So I pulled my car out of the garage to warm it up. I let it idle for about 1 minute at around 1100rpm's or so. I go back inside to do a couple things before taking off (it's still warming up). When I go out there several minutes later, it's dead... So, slightly confused, I get back in and fire it up. It shoots up to 2k rpms and then starts coughing, so I give it some gas and it sounded kind of weird (uh oh) like muffled, coughing, just weird. So I let it die, pop the hood and check it out. It looks the same as it did yesterday night before I tucked it in. All the visible vac. lines are in place, everything's connected (except I took off my airpump belt, because the airpump was making alot of heinous 'pssh-ing' noises.
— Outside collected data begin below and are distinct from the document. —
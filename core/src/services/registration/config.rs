//! Configuration for the registration flow

use crate::domain::entities::registration::REGISTRATION_INTENT_TTL_MINUTES;

/// Configuration for the registration flow
#[derive(Debug, Clone)]
pub struct RegistrationConfig {
    /// Minutes before a registration intent token expires
    pub intent_ttl_minutes: i64,
}

impl Default for RegistrationConfig {
    fn default() -> Self {
        Self {
            intent_ttl_minutes: REGISTRATION_INTENT_TTL_MINUTES,
        }
    }
}
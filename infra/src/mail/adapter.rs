//! Mail service trait adapter
//!
//! Bridges any infrastructure `MailService` onto the core
//! `MailServiceTrait` the flow services are generic over.

use async_trait::async_trait;

use sav_core::services::mail::MailServiceTrait;
use sav_shared::utils::validation::is_valid_email;

use crate::mail::mail_service::MailService;

/// Adapter implementing the core mail trait over any provider
pub struct MailServiceAdapter<M: MailService> {
    inner: M,
}

impl<M: MailService> MailServiceAdapter<M> {
    pub fn new(inner: M) -> Self {
        Self { inner }
    }

    /// Access the wrapped provider
    pub fn inner(&self) -> &M {
        &self.inner
    }
}

#[async_trait]
impl<M: MailService> MailServiceTrait for MailServiceAdapter<M> {
    async fn send_mail(&self, to: &str, subject: &str, body: &str) -> Result<String, String> {
        self.inner
            .send_mail(to, subject, body)
            .await
            .map_err(|e| e.to_string())
    }

    fn is_valid_email(&self, email: &str) -> bool {
        is_valid_email(email)
    }
}
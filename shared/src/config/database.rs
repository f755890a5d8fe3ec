//! Database connection configuration

use serde::{Deserialize, Serialize};

/// Database connection and pool configuration
#[derive(Debug, Clone, Deserialize, Serialize)]
pub struct DatabaseConfig {
    /// Database connection URL
    pub url: String,

    /// Maximum number of connections in the pool
    pub max_connections: u32,

    /// Connection timeout in seconds
    pub connect_timeout_secs: u64,
}

impl Default for DatabaseConfig {
    fn default() -> Self {
        Self {
            url: String::from("mysql://localhost:3306/savora"),
            max_connections: 10,
            connect_timeout_secs: 30,
        }
    }
}

impl DatabaseConfig {
    /// Create a configuration for a given connection URL
    pub fn new(url: impl Into<String>) -> Self {
        Self {
            url: url.into(),
            ..Default::default()
        }
    }
}
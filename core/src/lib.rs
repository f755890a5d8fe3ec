//! # Savora Core
//!
//! Core business logic and domain layer for the Savora backend.
//! This crate contains domain entities, flow services, repository
//! interfaces, and error types that form the foundation of the
//! application architecture.

pub mod domain;
pub mod errors;
pub mod repositories;
pub mod services;

// Re-export commonly used types for convenience
pub use domain::*;
pub use errors::*;
pub use repositories::*;
pub use services::*;
//! Mock mail service implementation
//!
//! Logs messages instead of sending them; used in development and tests.

use std::sync::atomic::{AtomicU64, Ordering};
use std::sync::Arc;

use async_trait::async_trait;
use tracing::{info, warn};
use uuid::Uuid;

use sav_shared::utils::validation::{is_valid_email, mask_email};

use crate::mail::mail_service::MailService;
use crate::InfrastructureError;

/// Mock mail service for development and testing
#[derive(Clone)]
pub struct MockMailService {
    /// Counter of messages "sent"
    message_count: Arc<AtomicU64>,
    /// Whether to simulate delivery failures
    simulate_failure: bool,
}

impl MockMailService {
    pub fn new() -> Self {
        Self {
            message_count: Arc::new(AtomicU64::new(0)),
            simulate_failure: false,
        }
    }

    /// Create a mock that fails every send
    pub fn with_failures() -> Self {
        Self {
            message_count: Arc::new(AtomicU64::new(0)),
            simulate_failure: true,
        }
    }

    /// Total number of messages sent
    pub fn message_count(&self) -> u64 {
        self.message_count.load(Ordering::SeqCst)
    }
}

impl Default for MockMailService {
    fn default() -> Self {
        Self::new()
    }
}

#[async_trait]
impl MailService for MockMailService {
    async fn send_mail(
        &self,
        to: &str,
        subject: &str,
        body: &str,
    ) -> Result<String, InfrastructureError> {
        if !is_valid_email(to) {
            return Err(InfrastructureError::Mail(format!(
                "Invalid recipient address: {}",
                mask_email(to)
            )));
        }

        if self.simulate_failure {
            warn!(to = %mask_email(to), "Mock mailer simulating delivery failure");
            return Err(InfrastructureError::Mail(
                "Simulated mail delivery failure".to_string(),
            ));
        }

        let message_id = format!("mock_{}", Uuid::new_v4());
        let count = self.message_count.fetch_add(1, Ordering::SeqCst) + 1;

        info!(
            to = %mask_email(to),
            subject = subject,
            body = body,
            count = count,
            "Mock mail delivered"
        );

        Ok(message_id)
    }

    fn provider_name(&self) -> &str {
        "mock"
    }
}
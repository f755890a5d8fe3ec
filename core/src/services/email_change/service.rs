//! Email change flow implementation

use std::sync::Arc;

use uuid::Uuid;

use crate::domain::entities::account::Account;
use crate::domain::value_objects::AccountSummary;
use crate::errors::{AuthError, DomainError, DomainResult};
use crate::repositories::AccountRepository;
use crate::services::mail::MailServiceTrait;
use crate::services::verification_code::{codes_match, generate_code};

use sav_shared::utils::validation::{mask_email, normalize_email};

/// Orchestrates the change-requested to change-verified transition for
/// an existing account's email address.
pub struct EmailChangeService<A: AccountRepository, M: MailServiceTrait> {
    repository: Arc<A>,
    mail_service: Arc<M>,
}

impl<A, M> EmailChangeService<A, M>
where
    A: AccountRepository,
    M: MailServiceTrait,
{
    pub fn new(repository: Arc<A>, mail_service: Arc<M>) -> Self {
        Self {
            repository,
            mail_service,
        }
    }

    /// Request a change to a new address.
    ///
    /// The code goes to the candidate address: whoever confirms must own
    /// the destination mailbox, not the current one.
    pub async fn request_change(&self, account_id: Uuid, new_email: &str) -> DomainResult<()> {
        let mut account = self.require_account(account_id).await?;

        if !self.mail_service.is_valid_email(new_email) {
            return Err(DomainError::Validation {
                message: "Invalid email address".to_string(),
            });
        }
        let candidate = normalize_email(new_email);

        if account.email == candidate {
            return Err(AuthError::SameEmail.into());
        }

        // Only a verified owner blocks; a ghost row is superseded at
        // verification time.
        if let Some(other) = self.repository.find_by_email(&candidate).await? {
            if other.id != account.id && other.is_verified {
                return Err(AuthError::EmailTaken.into());
            }
        }

        let code = generate_code();
        account.set_email_change(candidate.clone(), code.clone());
        let account = self.repository.update(account).await?;

        if let Err(e) = self
            .mail_service
            .send_email_change_code(&candidate, &code)
            .await
        {
            tracing::error!(
                email = %mask_email(&candidate),
                error = %e,
                event = "email_change_mail_failed",
                "Failed to deliver email change code, rolling back"
            );
            let mut rollback = account;
            rollback.clear_email_change();
            if let Err(store_err) = self.repository.update(rollback).await {
                tracing::error!(
                    error = %store_err,
                    event = "email_change_rollback_failed",
                    "Could not roll back undelivered email change code"
                );
            }
            return Err(AuthError::MailDeliveryFailed.into());
        }

        tracing::info!(
            account_id = %account.id,
            candidate = %mask_email(&candidate),
            event = "email_change_requested",
            "Issued email change code"
        );
        Ok(())
    }

    /// Verify the code and promote the candidate address.
    pub async fn verify_change(&self, account_id: Uuid, code: &str) -> DomainResult<AccountSummary> {
        let mut account = self.require_account(account_id).await?;

        if !Self::change_code_valid(&account, code) {
            return Err(AuthError::CodeInvalidOrExpired.into());
        }

        // The candidate may have been claimed while the code was in
        // flight; a verified owner wins, a ghost is superseded.
        let candidate = account
            .pending_email
            .clone()
            .ok_or(AuthError::CodeInvalidOrExpired)?;
        if let Some(other) = self.repository.find_by_email(&candidate).await? {
            if other.id != account.id {
                if other.is_verified {
                    return Err(AuthError::EmailTaken.into());
                }
                tracing::info!(
                    account_id = %other.id,
                    event = "ghost_superseded",
                    "Removing unverified account holding the candidate email"
                );
                self.repository.delete(other.id).await?;
            }
        }

        account.promote_pending_email();
        let account = self.repository.update(account).await?;

        tracing::info!(
            account_id = %account.id,
            event = "email_change_verified",
            "Account email updated"
        );
        Ok(AccountSummary::from(&account))
    }

    async fn require_account(&self, account_id: Uuid) -> DomainResult<Account> {
        self.repository
            .find_by_id(account_id)
            .await?
            .ok_or_else(|| AuthError::Unauthorized.into())
    }

    fn change_code_valid(account: &Account, code: &str) -> bool {
        account.has_active_email_change()
            && account
                .email_change_code
                .as_deref()
                .map(|stored| codes_match(stored, code))
                .unwrap_or(false)
    }
}
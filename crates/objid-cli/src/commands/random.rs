use std::io::{self, Write};

use anyhow::Result;
use clap::Args;
use objid::ObjectId;

#[derive(Args)]
pub struct RandomArgs {
    /// Number of ids to generate
    #[arg(short = 'n', long = "count", default_value_t = 1)]
    count: usize,
}

pub fn run(args: &RandomArgs) -> Result<i32> {
    let stdout = io::stdout();
    let mut out = stdout.lock();
    for _ in 0..args.count {
        writeln!(out, "{}", ObjectId::new_random())?;
    }
    tracing::info!(count = args.count, "generated random ids");
    Ok(0)
}
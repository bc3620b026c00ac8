use anyhow::Result;
use clap::Args;

use super::parse_id;

#[derive(Args)]
pub struct CompareArgs {
    /// First object id
    #[arg(value_name = "a")]
    a: String,

    /// Second object id
    #[arg(value_name = "b")]
    b: String,
}

pub fn run(args: &CompareArgs) -> Result<i32> {
    let a = parse_id(&args.a)?;
    let b = parse_id(&args.b)?;
    println!("{}", a.compare_to(&b));
    Ok(0)
}
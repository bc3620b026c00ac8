use crate::ObjectId;

/// Sorted array of ObjectIds with binary search.
///
/// Identifiers are appended to a `Vec` and lazily sorted on the first lookup
/// or iteration that requires order. Order is the [`ObjectId`] total order,
/// so a sorted `IdArray` can be written out directly as a store index.
#[derive(Debug, Clone)]
pub struct IdArray {
    ids: Vec<ObjectId>,
    sorted: bool,
}

impl IdArray {
    pub fn new() -> Self {
        Self {
            ids: Vec::new(),
            sorted: true,
        }
    }

    pub fn with_capacity(cap: usize) -> Self {
        Self {
            ids: Vec::with_capacity(cap),
            sorted: true,
        }
    }

    /// Append an id. Marks the array as unsorted unless it stays in order.
    pub fn push(&mut self, id: ObjectId) {
        if self.sorted {
            if let Some(last) = self.ids.last() {
                self.sorted = *last <= id;
            }
        }
        self.ids.push(id);
    }

    /// Sort the array if not already sorted.
    pub fn sort(&mut self) {
        if !self.sorted {
            self.ids.sort_unstable();
            self.sorted = true;
        }
    }

    /// Sort and drop duplicate ids.
    pub fn dedup(&mut self) {
        self.sort();
        self.ids.dedup();
    }

    /// Check if the array contains the given id (sorts first if needed).
    pub fn contains(&mut self, id: &ObjectId) -> bool {
        self.lookup(id).is_some()
    }

    /// Binary search for an id. Returns the index if found (sorts first if needed).
    pub fn lookup(&mut self, id: &ObjectId) -> Option<usize> {
        self.sort();
        self.ids.binary_search(id).ok()
    }

    /// Visit each unique id in order, stopping at the first error.
    pub fn for_each_unique<F, E>(&mut self, mut f: F) -> Result<(), E>
    where
        F: FnMut(&ObjectId) -> Result<(), E>,
    {
        self.sort();
        let mut prev: Option<&ObjectId> = None;
        for id in &self.ids {
            if prev != Some(id) {
                f(id)?;
            }
            prev = Some(id);
        }
        Ok(())
    }

    pub fn len(&self) -> usize {
        self.ids.len()
    }

    pub fn is_empty(&self) -> bool {
        self.ids.is_empty()
    }

    /// Iterate over all ids (in current order; may be unsorted).
    pub fn iter(&self) -> impl Iterator<Item = &ObjectId> {
        self.ids.iter()
    }

    /// Iterate over all ids in sorted order.
    pub fn iter_sorted(&mut self) -> impl Iterator<Item = &ObjectId> {
        self.sort();
        self.ids.iter()
    }

    pub fn clear(&mut self) {
        self.ids.clear();
        self.sorted = true;
    }

    /// Sort and return the underlying ids.
    pub fn into_sorted_vec(mut self) -> Vec<ObjectId> {
        self.sort();
        self.ids
    }
}

impl Default for IdArray {
    fn default() -> Self {
        Self::new()
    }
}

impl FromIterator<ObjectId> for IdArray {
    fn from_iter<I: IntoIterator<Item = ObjectId>>(iter: I) -> Self {
        let ids: Vec<ObjectId> = iter.into_iter().collect();
        let sorted = ids.windows(2).all(|w| w[0] <= w[1]);
        Self { ids, sorted }
    }
}

impl Extend<ObjectId> for IdArray {
    fn extend<I: IntoIterator<Item = ObjectId>>(&mut self, iter: I) {
        for id in iter {
            self.push(id);
        }
    }
}
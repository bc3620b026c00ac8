use std::io::{self, BufRead, Write};

use anyhow::{Context, Result};
use clap::Args;
use objid::collections::IdArray;

use super::parse_id;

#[derive(Args)]
pub struct SortArgs {
    /// Drop duplicate ids
    #[arg(short, long)]
    unique: bool,
}

pub fn run(args: &SortArgs) -> Result<i32> {
    let stdin = io::stdin();
    let stdout = io::stdout();
    sort_ids(stdin.lock(), &mut stdout.lock(), args.unique)?;
    Ok(0)
}

/// Read one id per line, write them back in id order. Blank lines are skipped.
fn sort_ids(input: impl BufRead, out: &mut impl Write, unique: bool) -> Result<()> {
    let mut ids = IdArray::new();
    for (n, line) in input.lines().enumerate() {
        let line = line.context("failed to read input")?;
        let line = line.trim_end();
        if line.is_empty() {
            continue;
        }
        let id = parse_id(line).with_context(|| format!("line {}", n + 1))?;
        ids.push(id);
    }

    let total = ids.len();
    if unique {
        ids.dedup();
    }
    tracing::debug!(read = total, written = ids.len(), "sorted ids");

    for id in ids.iter_sorted() {
        writeln!(out, "{id}")?;
    }
    Ok(())
}
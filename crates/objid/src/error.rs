/// Errors produced when constructing or parsing object identifiers.
#[derive(Debug, Clone, PartialEq, Eq, thiserror::Error)]
pub enum ObjectIdError {
    #[error("invalid object id size: expected {expected} bytes, got {actual}")]
    InvalidSize { expected: usize, actual: usize },

    #[error("range out of bounds: offset {offset} + count {count} exceeds buffer length {len}")]
    InvalidRange {
        offset: usize,
        count: usize,
        len: usize,
    },

    #[error("invalid hex character at position {position}: '{character}'")]
    InvalidHex { position: usize, character: char },

    #[error("invalid hex length: expected {expected}, got {actual}")]
    InvalidHexLength { expected: usize, actual: usize },

    #[error("invalid hex length: {actual} is odd")]
    OddHexLength { actual: usize },
}

/// Resolve `offset`/`count` against a buffer of length `len`.
pub(crate) fn checked_range(
    len: usize,
    offset: usize,
    count: usize,
) -> Result<std::ops::Range<usize>, ObjectIdError> {
    match offset.checked_add(count) {
        Some(end) if end <= len => Ok(offset..end),
        _ => Err(ObjectIdError::InvalidRange { offset, count, len }),
    }
}
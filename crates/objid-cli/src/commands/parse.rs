use std::io::{self, Write};

use anyhow::Result;
use clap::Args;
use objid::ObjectId;

#[derive(Args)]
pub struct ParseArgs {
    /// Object id as 32 lowercase hex characters
    #[arg(value_name = "hex")]
    hex: String,
}

pub fn run(args: &ParseArgs) -> Result<i32> {
    let id = match args.hex.parse::<ObjectId>() {
        Ok(id) => id,
        Err(e) => {
            eprintln!("error: '{}' is not a valid object id: {e}", args.hex);
            return Ok(1);
        }
    };

    let stdout = io::stdout();
    let mut out = stdout.lock();
    describe(&mut out, &id)?;
    Ok(0)
}

fn describe(out: &mut impl Write, id: &ObjectId) -> io::Result<()> {
    let words = id.words();
    let bytes: Vec<String> = id.to_bytes().iter().map(|b| format!("{b:02x}")).collect();

    writeln!(out, "hex:   {id}")?;
    writeln!(
        out,
        "words: {:#010x} {:#010x} {:#010x} {:#010x}",
        words[0], words[1], words[2], words[3]
    )?;
    writeln!(out, "bytes: {}", bytes.join(" "))?;
    writeln!(out, "uuid:  {}", id.to_uuid())?;
    writeln!(out, "empty: {}", id.is_empty())
}
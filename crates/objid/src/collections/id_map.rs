use std::collections::{HashMap, HashSet};
use std::hash::{BuildHasherDefault, Hasher};

use crate::ObjectId;

/// Pass-through hasher for [`ObjectId`] keys.
///
/// `ObjectId`'s `Hash` impl writes a single `u32` (its first digest word),
/// which is already uniformly distributed. The word is copied into both
/// halves of the output so the high bits used by the table's control bytes
/// are populated too.
#[derive(Debug, Default, Clone, Copy)]
pub struct IdHasher(u64);

impl Hasher for IdHasher {
    fn finish(&self) -> u64 {
        self.0
    }

    fn write_u32(&mut self, n: u32) {
        let n = u64::from(n);
        self.0 = (n << 32) | n;
    }

    // Only reached for non-ObjectId keys; fold bytes FNV-style.
    fn write(&mut self, bytes: &[u8]) {
        for &b in bytes {
            self.0 = (self.0 ^ u64::from(b)).wrapping_mul(0x0100_0000_01b3);
        }
    }
}

pub type BuildIdHasher = BuildHasherDefault<IdHasher>;

/// Hash map keyed by ObjectId.
pub type IdMap<V> = HashMap<ObjectId, V, BuildIdHasher>;

/// Hash set of ObjectIds.
pub type IdSet = HashSet<ObjectId, BuildIdHasher>;
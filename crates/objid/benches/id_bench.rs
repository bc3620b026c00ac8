use criterion::{black_box, criterion_group, criterion_main, Criterion, Throughput};
use objid::collections::IdSet;
use objid::hex::{hex_decode, hex_to_string};
use objid::{HashBuilder, ObjectId};

fn hash_throughput(c: &mut Criterion) {
    let data = vec![0xABu8; 1024 * 1024]; // 1 MiB

    let mut group = c.benchmark_group("hash_throughput");
    group.throughput(Throughput::Bytes(data.len() as u64));

    group.bench_function("oneshot_1mib", |b| {
        b.iter(|| ObjectId::digest(black_box(&data)))
    });

    group.bench_function("chunked_4k_1mib", |b| {
        b.iter(|| {
            let mut builder = HashBuilder::new();
            for chunk in black_box(&data).chunks(4096) {
                builder.update(chunk);
            }
            builder.compute_hash()
        })
    });

    group.finish();
}

fn hex_encode_decode(c: &mut Criterion) {
    let id = ObjectId::digest(b"bench");
    let hex = id.to_hex();

    let mut group = c.benchmark_group("hex");

    group.bench_function("encode_16bytes", |b| {
        b.iter(|| hex_to_string(black_box(&id.to_bytes())))
    });

    group.bench_function("decode_32chars", |b| {
        b.iter(|| {
            let mut buf = [0u8; 16];
            hex_decode(black_box(&hex), &mut buf).unwrap();
            buf
        })
    });

    group.bench_function("try_parse_hex", |b| {
        b.iter(|| ObjectId::try_parse_hex(black_box(&hex)))
    });

    group.finish();
}

fn id_comparison(c: &mut Criterion) {
    let a = ObjectId::from_words(0xda39_a3ee, 0x5e6b_4b0d, 0x3255_bfef, 0x9560_1890);
    let b = ObjectId::from_words(0xda39_a3ee, 0x5e6b_4b0d, 0x3255_bfef, 0x9560_1891);

    let mut group = c.benchmark_group("id");

    group.bench_function("eq", |b_iter| {
        b_iter.iter(|| black_box(&a) == black_box(&b))
    });

    group.bench_function("cmp", |b_iter| {
        b_iter.iter(|| black_box(&a).cmp(black_box(&b)))
    });

    let set: IdSet = (0..10_000u32).map(|n| ObjectId::digest(&n.to_le_bytes())).collect();
    group.bench_function("set_lookup", |b_iter| {
        b_iter.iter(|| set.contains(black_box(&a)))
    });

    group.finish();
}

criterion_group!(benches, hash_throughput, hex_encode_decode, id_comparison);
criterion_main!(benches);
use std::fs::File;
use std::io::{self, Write};
use std::path::{Path, PathBuf};

use anyhow::{Context, Result};
use clap::Args;
use objid::ObjectId;
use rayon::prelude::*;

#[derive(Args)]
pub struct HashArgs {
    /// Read content from stdin (the default when no files are given)
    #[arg(long)]
    stdin: bool,

    /// Print only the id, without the input name
    #[arg(long)]
    bare: bool,

    /// Files to hash
    #[arg(value_name = "file")]
    files: Vec<PathBuf>,
}

pub fn run(args: &HashArgs) -> Result<i32> {
    let stdout = io::stdout();
    let mut out = stdout.lock();

    if args.stdin || args.files.is_empty() {
        let id = ObjectId::from_reader(io::stdin().lock()).context("failed to read stdin")?;
        write_entry(&mut out, id, "-", args.bare)?;
    }

    // One builder per file; results come back in argument order.
    let results: Vec<Result<ObjectId>> = args.files.par_iter().map(|p| hash_file(p)).collect();
    for (path, result) in args.files.iter().zip(results) {
        write_entry(&mut out, result?, &path.display().to_string(), args.bare)?;
    }

    Ok(0)
}

fn hash_file(path: &Path) -> Result<ObjectId> {
    let file =
        File::open(path).with_context(|| format!("cannot open '{}'", path.display()))?;
    let id = ObjectId::from_reader(file)
        .with_context(|| format!("cannot read '{}'", path.display()))?;
    tracing::debug!(path = %path.display(), %id, "hashed file");
    Ok(id)
}

fn write_entry(out: &mut impl Write, id: ObjectId, name: &str, bare: bool) -> io::Result<()> {
    if bare {
        writeln!(out, "{id}")
    } else {
        writeln!(out, "{id}  {name}")
    }
}
//! Strict lowercase hex codec.
//!
//! The encoder only ever emits `0-9a-f`, and the decoder only accepts what
//! the encoder emits. Uppercase digits are rejected so that every accepted
//! string maps back to itself.

use crate::ObjectIdError;

/// Lookup table: ASCII byte → nibble value (255 = invalid).
const HEX_DECODE: [u8; 256] = {
    let mut table = [255u8; 256];
    let mut i = 0u8;
    loop {
        match i {
            b'0'..=b'9' => table[i as usize] = i - b'0',
            b'a'..=b'f' => table[i as usize] = i - b'a' + 10,
            _ => {}
        }
        if i == 255 {
            break;
        }
        i += 1;
    }
    table
};

const HEX_ENCODE: &[u8; 16] = b"0123456789abcdef";

/// Hex-encode `bytes` into `buf`. `buf` must be at least `bytes.len() * 2` bytes.
///
/// # Panics
///
/// Panics if `buf` is too short.
pub fn hex_encode(bytes: &[u8], buf: &mut [u8]) {
    assert!(
        buf.len() >= bytes.len() * 2,
        "hex_encode: buffer too short"
    );
    for (i, &b) in bytes.iter().enumerate() {
        buf[i * 2] = HEX_ENCODE[(b >> 4) as usize];
        buf[i * 2 + 1] = HEX_ENCODE[(b & 0x0f) as usize];
    }
}

/// Hex-encode `bytes` to a new `String`.
pub fn hex_to_string(bytes: &[u8]) -> String {
    let mut out = String::with_capacity(bytes.len() * 2);
    for &b in bytes {
        out.push(HEX_ENCODE[(b >> 4) as usize] as char);
        out.push(HEX_ENCODE[(b & 0x0f) as usize] as char);
    }
    out
}

/// Decode a hex string into `buf`. The hex string length must be exactly `buf.len() * 2`.
pub fn hex_decode(hex: &str, buf: &mut [u8]) -> Result<(), ObjectIdError> {
    let raw = hex.as_bytes();
    if raw.len() != buf.len() * 2 {
        return Err(ObjectIdError::InvalidHexLength {
            expected: buf.len() * 2,
            actual: raw.len(),
        });
    }
    for (i, out) in buf.iter_mut().enumerate() {
        let hi = HEX_DECODE[raw[i * 2] as usize];
        let lo = HEX_DECODE[raw[i * 2 + 1] as usize];
        if hi == 255 {
            return Err(invalid_at(hex, i * 2));
        }
        if lo == 255 {
            return Err(invalid_at(hex, i * 2 + 1));
        }
        *out = (hi << 4) | lo;
    }
    Ok(())
}

/// Decode a hex string to a new `Vec<u8>`.
pub fn hex_to_bytes(hex: &str) -> Result<Vec<u8>, ObjectIdError> {
    if hex.len() % 2 != 0 {
        return Err(ObjectIdError::OddHexLength { actual: hex.len() });
    }
    let mut buf = vec![0u8; hex.len() / 2];
    hex_decode(hex, &mut buf)?;
    Ok(buf)
}

/// Check if a string is valid lowercase hexadecimal of even length.
pub fn is_valid_hex(s: &str) -> bool {
    s.len() % 2 == 0 && s.bytes().all(|b| HEX_DECODE[b as usize] != 255)
}

// `position` is a byte offset; multi-byte characters report their first
// scalar value when the offset lands on a char boundary.
fn invalid_at(hex: &str, position: usize) -> ObjectIdError {
    let character = hex
        .get(position..)
        .and_then(|rest| rest.chars().next())
        .unwrap_or(char::REPLACEMENT_CHARACTER);
    ObjectIdError::InvalidHex {
        position,
        character,
    }
}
So I decide to drive it, just in case it somehow got terribly flooded..? (or something). So it actually had normal-ish power, I had to keep it above 1500 or it would want to die. I drove it around my block and pulled it back into my garage as it died. I gave it a compression test and got kind of low numbers on the front rotor . It was like 75ish (hard to really tell), but it almost looked like there was one bounce that wanted to go lower. The rear was a solid 90psi.

What do you guys think/suggest I do in this situation. I had re-used my 140k mi. Turbo side seals, rotor housings and rotors. But I expected to at least get a couple years of fun out of this motor. What do you guys think might've happened? Side seal, apex seal, corner seal?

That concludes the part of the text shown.